State the number of lines in the records underneath where the word "written" turns up, and say nothing else.

→ **Saved data entries**:
+--
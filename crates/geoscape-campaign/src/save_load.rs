use std::fs;
use std::path::{Path, PathBuf};
use std::time::{SystemTime, UNIX_EPOCH};

use serde::{Deserialize, Serialize};
use thiserror::Error;
use tracing::{info, warn};

use geoscape_core::components::{Aircraft, Contact, Installation};
use geoscape_core::config::RadarConfig;
use geoscape_core::enums::{ClockState, RadarOwnerKind};
use geoscape_core::error::GeoscapeError;
use geoscape_core::radar::Radar;
use geoscape_core::route::Flight;
use geoscape_core::types::{GeoPosition, GeoscapeTime, SiteId};
use geoscape_sim::systems::spawner::SpawnSchedule;
use geoscape_sim::{GeoscapeEngine, SimConfig, SiteRecord};

#[derive(Error, Debug)]
pub enum SaveError {
    #[error("save file i/o failed: {0}")]
    Io(#[from] std::io::Error),

    #[error("save data is not valid json: {0}")]
    Json(#[from] serde_json::Error),

    #[error("save data does not describe a valid geoscape: {0}")]
    Geoscape(#[from] GeoscapeError),
}

/// One radar owner as written to disk. No sensored set.
#[derive(Debug, Clone, PartialEq, Serialize, Deserialize)]
pub struct SiteSave {
    pub id: SiteId,
    pub kind: RadarOwnerKind,
    pub position: GeoPosition,
    pub radar_level: u32,
    pub range: f64,
    pub tracking_range: f64,
    #[serde(default)]
    pub name: Option<String>,
    #[serde(default)]
    pub installation: Option<Installation>,
    #[serde(default)]
    pub aircraft: Option<Aircraft>,
    #[serde(default)]
    pub flight: Option<Flight>,
}

impl From<SiteRecord> for SiteSave {
    fn from(record: SiteRecord) -> Self {
        Self {
            id: record.id,
            kind: record.kind,
            position: record.position,
            radar_level: record.radar.level,
            range: record.radar.range,
            tracking_range: record.radar.tracking_range,
            name: record.name,
            installation: record.installation,
            aircraft: record.aircraft,
            flight: record.flight,
        }
    }
}

impl From<SiteSave> for SiteRecord {
    fn from(save: SiteSave) -> Self {
        let mut radar = Radar::new();
        radar.level = save.radar_level;
        radar.range = save.range.max(0.0);
        radar.tracking_range = save.tracking_range.max(radar.range);
        Self {
            id: save.id,
            kind: save.kind,
            position: save.position,
            radar,
            name: save.name,
            installation: save.installation,
            aircraft: save.aircraft,
            flight: save.flight,
        }
    }
}

/// One contact as written to disk.
#[derive(Debug, Clone, PartialEq, Serialize, Deserialize)]
pub struct ContactSave {
    pub position: GeoPosition,
    #[serde(default)]
    pub flight: Option<Flight>,
    pub detected: bool,
    #[serde(default)]
    pub landed: bool,
}

impl From<&Contact> for ContactSave {
    fn from(contact: &Contact) -> Self {
        Self {
            position: contact.position,
            flight: contact.flight.clone(),
            detected: contact.detected,
            landed: contact.landed,
        }
    }
}

impl From<ContactSave> for Contact {
    fn from(save: ContactSave) -> Self {
        Self {
            position: save.position,
            flight: save.flight,
            detected: save.detected,
            landed: save.landed,
        }
    }
}

/// Full save data written to disk.
#[derive(Debug, Clone, PartialEq, Serialize, Deserialize)]
pub struct SaveData {
    pub slot_name: String,
    pub timestamp: u64,
    pub seed: u64,
    #[serde(default)]
    pub config: RadarConfig,
    pub time: GeoscapeTime,
    #[serde(default)]
    pub clock: ClockState,
    pub sites: Vec<SiteSave>,
    pub contacts: Vec<ContactSave>,
    #[serde(default)]
    pub overlay_pinned: bool,
    #[serde(default)]
    pub spawn_schedule: SpawnSchedule,
}

/// Lightweight metadata for listing saves without rebuilding an engine.
#[derive(Debug, Clone, PartialEq, Serialize, Deserialize)]
pub struct SaveMetadata {
    pub slot_name: String,
    pub timestamp: u64,
    pub day: u64,
    pub sites: usize,
    pub contacts: usize,
}

fn now_secs() -> u64 {
    SystemTime::now()
        .duration_since(UNIX_EPOCH)
        .map(|d| d.as_secs())
        .unwrap_or(0)
}

/// Capture the persisted state of `engine` under `slot`.
pub fn to_save_data(engine: &GeoscapeEngine, slot: &str) -> SaveData {
    SaveData {
        slot_name: slot.to_string(),
        timestamp: now_secs(),
        seed: engine.seed(),
        config: engine.config().clone(),
        time: engine.time(),
        clock: engine.clock(),
        sites: engine.site_records().into_iter().map(SiteSave::from).collect(),
        contacts: engine.registry().iter().map(|(_, c)| ContactSave::from(c)).collect(),
        overlay_pinned: engine.overlay().pinned,
        spawn_schedule: engine.spawn_schedule().clone(),
    }
}

/// Rebuild an engine from save data. Sensored sets are recomputed from
/// the contacts' `detected` flags and the radars' tracking ranges.
pub fn from_save_data(data: SaveData) -> Result<GeoscapeEngine, SaveError> {
    let config = SimConfig {
        seed: data.seed,
        radar: data.config,
    };
    let sites = data.sites.into_iter().map(SiteRecord::from).collect();
    let contacts = data.contacts.into_iter().map(Contact::from).collect();
    let mut engine =
        GeoscapeEngine::from_parts(config, data.time, sites, contacts, data.overlay_pinned)?;
    engine.set_spawn_schedule(data.spawn_schedule);
    engine.set_clock(data.clock);
    info!(slot = %data.slot_name, day = data.time.day(), "campaign restored");
    Ok(engine)
}

fn save_path(dir: &Path, slot: &str) -> PathBuf {
    dir.join(format!("{slot}.json"))
}

pub fn save_to_file(dir: &Path, slot: &str, data: &SaveData) -> Result<(), SaveError> {
    fs::create_dir_all(dir)?;
    let json = serde_json::to_string_pretty(data)?;
    fs::write(save_path(dir, slot), json)?;
    info!(slot, dir = %dir.display(), "campaign saved");
    Ok(())
}

pub fn load_from_file(dir: &Path, slot: &str) -> Result<SaveData, SaveError> {
    let json = fs::read_to_string(save_path(dir, slot))?;
    Ok(serde_json::from_str(&json)?)
}

/// Every readable save in `dir`, newest first. Unreadable files are skipped.
pub fn list_saves(dir: &Path) -> Vec<SaveMetadata> {
    let entries = match fs::read_dir(dir) {
        Ok(e) => e,
        Err(_) => return Vec::new(),
    };

    let mut saves = Vec::new();
    for entry in entries.flatten() {
        let path = entry.path();
        if !path.extension().is_some_and(|ext| ext == "json") {
            continue;
        }
        let parsed = fs::read_to_string(&path)
            .map_err(SaveError::from)
            .and_then(|json| Ok(serde_json::from_str::<SaveData>(&json)?));
        match parsed {
            Ok(data) => saves.push(SaveMetadata {
                slot_name: data.slot_name,
                timestamp: data.timestamp,
                day: data.time.day(),
                sites: data.sites.len(),
                contacts: data.contacts.len(),
            }),
            Err(err) => warn!(path = %path.display(), %err, "skipping unreadable save"),
        }
    }
    saves.sort_by(|a, b| b.timestamp.cmp(&a.timestamp));
    saves
}

pub fn delete_save(dir: &Path, slot: &str) -> Result<(), SaveError> {
    let path = save_path(dir, slot);
    if path.exists() {
        fs::remove_file(&path)?;
    }
    Ok(())
}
+--
→ **EXPECTED ANSWER**: 3